Moves to give anonymity to all MPs under investigation risk "rolling back the openness" established after the expenses scandal, a senior MP has said.
Sir Kevin Barron warned: "It will be presented as MPs trying to cover up their misdoings."
The Parliamentary Commissioner for Standards has listed all MPs being investigated on her website since 2010.
Under a new behaviour code to deal with harassment, ongoing inquiries would not be routinely published.
Commons Leader Andrea Leadsom said it was "not about rolling back transparency" but that the standards commissioner's role had "significantly changed".
Under the new code, the standards commissioner would now consider complaints that arose from the new independent complaints and grievance policy (ICGP), as well as allegations of financial misdemeanours and breaches of the existing code of conduct.
The motion put forward by Mrs Leadsom said investigations into complaints of harassment must be confidential, and "for consistency and fairness, the Parliamentary Commissioner for Standards should no longer routinely publish information about individual investigations before those investigations are concluded".
"To have one process for non-ICGP and a separate one for ICGP is simply confusing," said Mrs Leadsom.
"This is a genuine attempt ... to put confidentiality at the heart, for the sake of the complainant."
Two government ministers - Damian Green and Michael Fallon - resigned over scandals last year, and a number of other politicians on both sides of the House were investigated over claims of sexual misconduct.
A survey of more than 1,300 parliamentary workers published in February found that 19% had experienced or witnessed sexual harassment or inappropriate behaviour in the previous year, with twice as many complaints from women than men.
MPs voted through the new code on Thursday, and rejected an amendment by Sir Kevin and other members of the Commons Standards Committee to stop anonymity being applied to all investigations.
Sir Kevin said the anonymity was the "one issue" on which his committee disagreed with the steering group lead by Mrs Leadsom.
"We strongly support the work that has been done to bring Parliament into the modern age in terms of personal conduct," he said, adding: "Not everyone in this institution has behaved in a morally decent way."
He said they agreed that sexual harassment and bullying investigations should be confidential to give complainants confidence to come forward.
But he added: "We have considered carefully the (Commons) leader's argument for making this change and we understand why she has put them forward, but we do not think that they outweigh the reputational damage that may arise if we go ahead with this proposal as it is stated."
He told MPs: "The rules were agreed by the House some years ago in the wake of the expenses scandal and were seen as an important way to demonstrate transparency and openness."

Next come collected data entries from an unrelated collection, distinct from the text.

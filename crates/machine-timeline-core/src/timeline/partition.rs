//! Interval partition of one machine's timeline for one slot kind.
//!
//! Slots are kept in an ordered map keyed by their begin, so locating the
//! slots overlapping a range costs one lookup for the slot that starts
//! before the range plus a range scan; inserting at the tail of a long
//! history only touches the last slot.
//!
//! Every operation returns the slots it created and destroyed as
//! [`SlotChange`]s, in application order: replaying them on the persisted
//! copy reproduces the in-memory state, and feeding them to the
//! accumulators keeps the summaries in step with the timeline.

use chrono::{DateTime, Utc};
use std::cmp::Ordering;
use std::collections::BTreeMap;
use std::ops::Bound;

use super::range::cmp_end;
use super::{Slot, SlotAttributes, SlotChange, TimeRange};
use crate::error::ValidationError;

#[derive(Debug, Clone)]
pub struct Partition<A> {
    slots: BTreeMap<DateTime<Utc>, Slot<A>>,
}

impl<A> Default for Partition<A> {
    fn default() -> Self {
        Self {
            slots: BTreeMap::new(),
        }
    }
}

impl<A: SlotAttributes> Partition<A> {
    pub fn new() -> Self {
        Self::default()
    }

    /// Rebuild a partition from persisted slots, validating it.
    pub fn from_slots(slots: impl IntoIterator<Item = Slot<A>>) -> Result<Self, String> {
        let mut partition = Self::new();
        for slot in slots {
            partition.slots.insert(slot.range.begin, slot);
        }
        partition.check()?;
        Ok(partition)
    }

    /// Add persisted slots that were left out of the first load. They are
    /// already stored, so no change is reported.
    pub fn load_history(
        &mut self,
        slots: impl IntoIterator<Item = Slot<A>>,
    ) -> Result<(), String> {
        for slot in slots {
            self.slots.insert(slot.range.begin, slot);
        }
        self.check()
    }

    pub fn len(&self) -> usize {
        self.slots.len()
    }

    pub fn is_empty(&self) -> bool {
        self.slots.is_empty()
    }

    pub fn iter(&self) -> impl DoubleEndedIterator<Item = &Slot<A>> + '_ {
        self.slots.values()
    }

    pub fn first(&self) -> Option<&Slot<A>> {
        self.slots.values().next()
    }

    pub fn last(&self) -> Option<&Slot<A>> {
        self.slots.values().next_back()
    }

    pub fn get(&self, begin: DateTime<Utc>) -> Option<&Slot<A>> {
        self.slots.get(&begin)
    }

    /// Slot covering `at`, if any.
    pub fn at(&self, at: DateTime<Utc>) -> Option<&Slot<A>> {
        self.slots
            .range(..=at)
            .next_back()
            .map(|(_, slot)| slot)
            .filter(|slot| slot.range.contains(at))
    }

    pub fn overlapping(&self, range: &TimeRange) -> Vec<&Slot<A>> {
        self.overlapping_keys(range)
            .into_iter()
            .filter_map(|key| self.slots.get(&key))
            .collect()
    }

    /// Slot ending exactly where the slot starting at `begin` starts.
    pub fn previous(&self, begin: DateTime<Utc>) -> Option<&Slot<A>> {
        self.slots
            .range(..begin)
            .next_back()
            .map(|(_, slot)| slot)
            .filter(|slot| slot.range.end == Some(begin))
    }

    /// Slot starting exactly where `slot` ends.
    pub fn next(&self, slot: &Slot<A>) -> Option<&Slot<A>> {
        slot.range.end.and_then(|end| self.slots.get(&end))
    }

    /// Begins of the slots overlapping `range` plus their touching
    /// neighbors on each side.
    pub fn keys_around(&self, range: &TimeRange) -> Vec<DateTime<Utc>> {
        let mut keys = self.overlapping_keys(range);
        let left = match keys.first() {
            Some(first) => *first,
            None => range.begin,
        };
        if let Some(previous) = self.previous(left) {
            keys.insert(0, previous.range.begin);
        }
        let right_edge = match keys.last().and_then(|key| self.slots.get(key)) {
            Some(slot) => slot.range.end,
            None => range.end,
        };
        if let Some(edge) = right_edge {
            if self.slots.contains_key(&edge) && keys.last() != Some(&edge) {
                keys.push(edge);
            }
        }
        keys
    }

    /// Insert a slot for `range`, truncating or splitting whatever it
    /// overlaps, then merge it with equal neighbors.
    pub fn insert(
        &mut self,
        range: TimeRange,
        attrs: A,
    ) -> Result<Vec<SlotChange<A>>, ValidationError> {
        range.validate()?;
        let mut changes = Vec::new();
        self.carve(&range, &mut changes);
        self.put(Slot::new(range, attrs), &mut changes);
        self.merge_span(&range, &mut changes);
        Ok(compact(changes))
    }

    /// Rewrite the attributes of the parts of the slots covered by `range`.
    /// Gaps stay gaps.
    pub fn update<F>(
        &mut self,
        range: &TimeRange,
        mut rewrite: F,
    ) -> Result<Vec<SlotChange<A>>, ValidationError>
    where
        F: FnMut(&A) -> A,
    {
        range.validate()?;
        let mut changes = Vec::new();
        for key in self.overlapping_keys(range) {
            let Some(current) = self.slots.get(&key) else {
                continue;
            };
            let updated = rewrite(&current.attrs);
            if updated == current.attrs {
                continue;
            }
            let Some(inner) = current.range.intersection(range) else {
                continue;
            };
            let Some(old) = self.take(key, &mut changes) else {
                continue;
            };
            let (left, right) = outside_parts(&old, range);
            if let Some(left) = left {
                self.put(left, &mut changes);
            }
            self.put(Slot::new(inner, updated), &mut changes);
            if let Some(right) = right {
                self.put(right, &mut changes);
            }
        }
        self.merge_span(range, &mut changes);
        Ok(compact(changes))
    }

    /// Remove every part of the timeline covered by `range`.
    pub fn remove(&mut self, range: &TimeRange) -> Result<Vec<SlotChange<A>>, ValidationError> {
        range.validate()?;
        let mut changes = Vec::new();
        self.carve(range, &mut changes);
        Ok(compact(changes))
    }

    /// Replace the attributes of the slot starting at `begin` without
    /// touching its range. The new attributes must stay mergeable-equal to
    /// the old ones, which holds for computed fields.
    pub fn replace_attributes(&mut self, begin: DateTime<Utc>, attrs: A) -> Vec<SlotChange<A>> {
        let mut changes = Vec::new();
        let differs = matches!(self.slots.get(&begin), Some(slot) if slot.attrs != attrs);
        if differs {
            if let Some(old) = self.take(begin, &mut changes) {
                self.put(Slot::new(old.range, attrs), &mut changes);
            }
        }
        changes
    }

    /// Undo `changes` returned by an earlier operation. Changes of later
    /// operations must have been reverted first.
    pub fn revert(&mut self, changes: &[SlotChange<A>]) {
        for change in changes.iter().rev() {
            match change {
                SlotChange::Added(slot) => {
                    self.slots.remove(&slot.range.begin);
                }
                SlotChange::Removed(slot) => {
                    self.slots.insert(slot.range.begin, slot.clone());
                }
            }
        }
    }

    /// Verify the slots are sorted, non-empty, non-overlapping and that no
    /// two touching slots should have been merged.
    pub fn check(&self) -> Result<(), String> {
        let mut previous: Option<&Slot<A>> = None;
        for (key, slot) in &self.slots {
            if *key != slot.range.begin {
                return Err(format!("slot {} is indexed at {key}", slot.range));
            }
            if slot.range.validate().is_err() {
                return Err(format!("empty slot {}", slot.range));
            }
            if let Some(prev) = previous {
                match prev.range.end {
                    None => {
                        return Err(format!(
                            "open slot {} is followed by {}",
                            prev.range, slot.range
                        ))
                    }
                    Some(end) if end > slot.range.begin => {
                        return Err(format!("slots {} and {} overlap", prev.range, slot.range))
                    }
                    Some(end) if end == slot.range.begin && prev.attrs.mergeable(&slot.attrs) => {
                        return Err(format!(
                            "slots {} and {} should be merged",
                            prev.range, slot.range
                        ))
                    }
                    _ => {}
                }
            }
            previous = Some(slot);
        }
        Ok(())
    }

    fn overlapping_keys(&self, range: &TimeRange) -> Vec<DateTime<Utc>> {
        let mut keys = Vec::new();
        if let Some((key, slot)) = self.slots.range(..range.begin).next_back() {
            if slot.range.overlaps(range) {
                keys.push(*key);
            }
        }
        let upper = match range.end {
            Some(end) => Bound::Excluded(end),
            None => Bound::Unbounded,
        };
        keys.extend(
            self.slots
                .range((Bound::Included(range.begin), upper))
                .map(|(key, _)| *key),
        );
        keys
    }

    /// Drop the coverage of `range`, keeping the parts of the slots outside it.
    fn carve(&mut self, range: &TimeRange, changes: &mut Vec<SlotChange<A>>) {
        for key in self.overlapping_keys(range) {
            let Some(old) = self.take(key, changes) else {
                continue;
            };
            let (left, right) = outside_parts(&old, range);
            if let Some(left) = left {
                self.put(left, changes);
            }
            if let Some(right) = right {
                self.put(right, changes);
            }
        }
    }

    /// Merge touching mergeable slots from the left neighbor of `range`
    /// up to its right neighbor.
    fn merge_span(&mut self, range: &TimeRange, changes: &mut Vec<SlotChange<A>>) {
        let start = self
            .slots
            .range(..range.begin)
            .next_back()
            .map(|(key, _)| *key)
            .unwrap_or(range.begin);
        let keys: Vec<DateTime<Utc>> = self
            .slots
            .range(start..)
            .map(|(key, _)| *key)
            .take_while(|key| range.end.map_or(true, |end| *key <= end))
            .collect();

        let mut previous: Option<DateTime<Utc>> = None;
        for key in keys {
            if let Some(prev_key) = previous {
                let joinable = match (self.slots.get(&prev_key), self.slots.get(&key)) {
                    (Some(left), Some(right)) => {
                        left.range.is_adjacent_to(&right.range)
                            && left.attrs.mergeable(&right.attrs)
                    }
                    _ => false,
                };
                if joinable {
                    let left = self.take(prev_key, changes);
                    let right = self.take(key, changes);
                    if let (Some(left), Some(right)) = (left, right) {
                        let attrs = left.attrs.merged(&right.attrs);
                        let range = TimeRange {
                            begin: left.range.begin,
                            end: right.range.end,
                        };
                        self.put(Slot::new(range, attrs), changes);
                    }
                    continue;
                }
            }
            previous = Some(key);
        }
    }

    fn take(&mut self, key: DateTime<Utc>, changes: &mut Vec<SlotChange<A>>) -> Option<Slot<A>> {
        let slot = self.slots.remove(&key)?;
        changes.push(SlotChange::Removed(slot.clone()));
        Some(slot)
    }

    fn put(&mut self, slot: Slot<A>, changes: &mut Vec<SlotChange<A>>) {
        changes.push(SlotChange::Added(slot.clone()));
        self.slots.insert(slot.range.begin, slot);
    }
}

/// Parts of `slot` before and after `range`, with the slot's attributes.
fn outside_parts<A: Clone>(
    slot: &Slot<A>,
    range: &TimeRange,
) -> (Option<Slot<A>>, Option<Slot<A>>) {
    let left = (slot.range.begin < range.begin).then(|| {
        Slot::new(
            TimeRange {
                begin: slot.range.begin,
                end: Some(range.begin),
            },
            slot.attrs.clone(),
        )
    });
    let right = match range.end {
        Some(end) if cmp_end(slot.range.end, Some(end)) == Ordering::Greater => Some(Slot::new(
            TimeRange {
                begin: end,
                end: slot.range.end,
            },
            slot.attrs.clone(),
        )),
        _ => None,
    };
    (left, right)
}

/// Cancel slots that were added and removed again by the same operation.
fn compact<A: PartialEq>(changes: Vec<SlotChange<A>>) -> Vec<SlotChange<A>> {
    let mut kept: Vec<Option<SlotChange<A>>> = changes.into_iter().map(Some).collect();
    for i in 0..kept.len() {
        let matching = match &kept[i] {
            Some(SlotChange::Removed(removed)) => (0..i).rev().find(|&j| {
                matches!(&kept[j], Some(SlotChange::Added(added)) if added == removed)
            }),
            _ => None,
        };
        if let Some(j) = matching {
            kept[i] = None;
            kept[j] = None;
        }
    }
    kept.into_iter().flatten().collect()
}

He read out a letter from members of his committee who are not MPs, which backed the current practice and said: "Any proposals to limit this approach would be a detrimental step in continuing to build the credibility of the reputation of the House."
He also said previous efforts by the standards committee to expand the code of conduct to include "some aspects of personal behaviour" some years ago had been "undermined... by what I may call, I suppose, the forces of reaction."
Labour MP Jess Phillips voiced her concern about the change, telling MPs: "I do worry about how it looks in trying to pull back on transparency" and suggested it had been included as part of a deal "done in order to get this through".
She said, while she had no proof, she believed it was "a deal done by somebody in a whips office, somebody in a committee that controls one of our political parties".
Green Party MP Caroline Lucas added: "I do share the sneaking suspicion that was voiced by (Ms Phillips) when she said perhaps there were other forces at play here which are leading us to this direction."
SNP MP Pete Wishart said the issue had been the "most controversial, the most debated in the group" and he felt "conflicted" about it, and it should be "at the heart of the six-month review" of the code.
Mrs Leadsom said Westminster had been "rocked by allegations of bullying and harassment since last November" and the new behaviour code offered "a new start".
"Today we can demonstrate our determination to put our House in order and to ensure that in the future everyone will be treated with dignity and respect."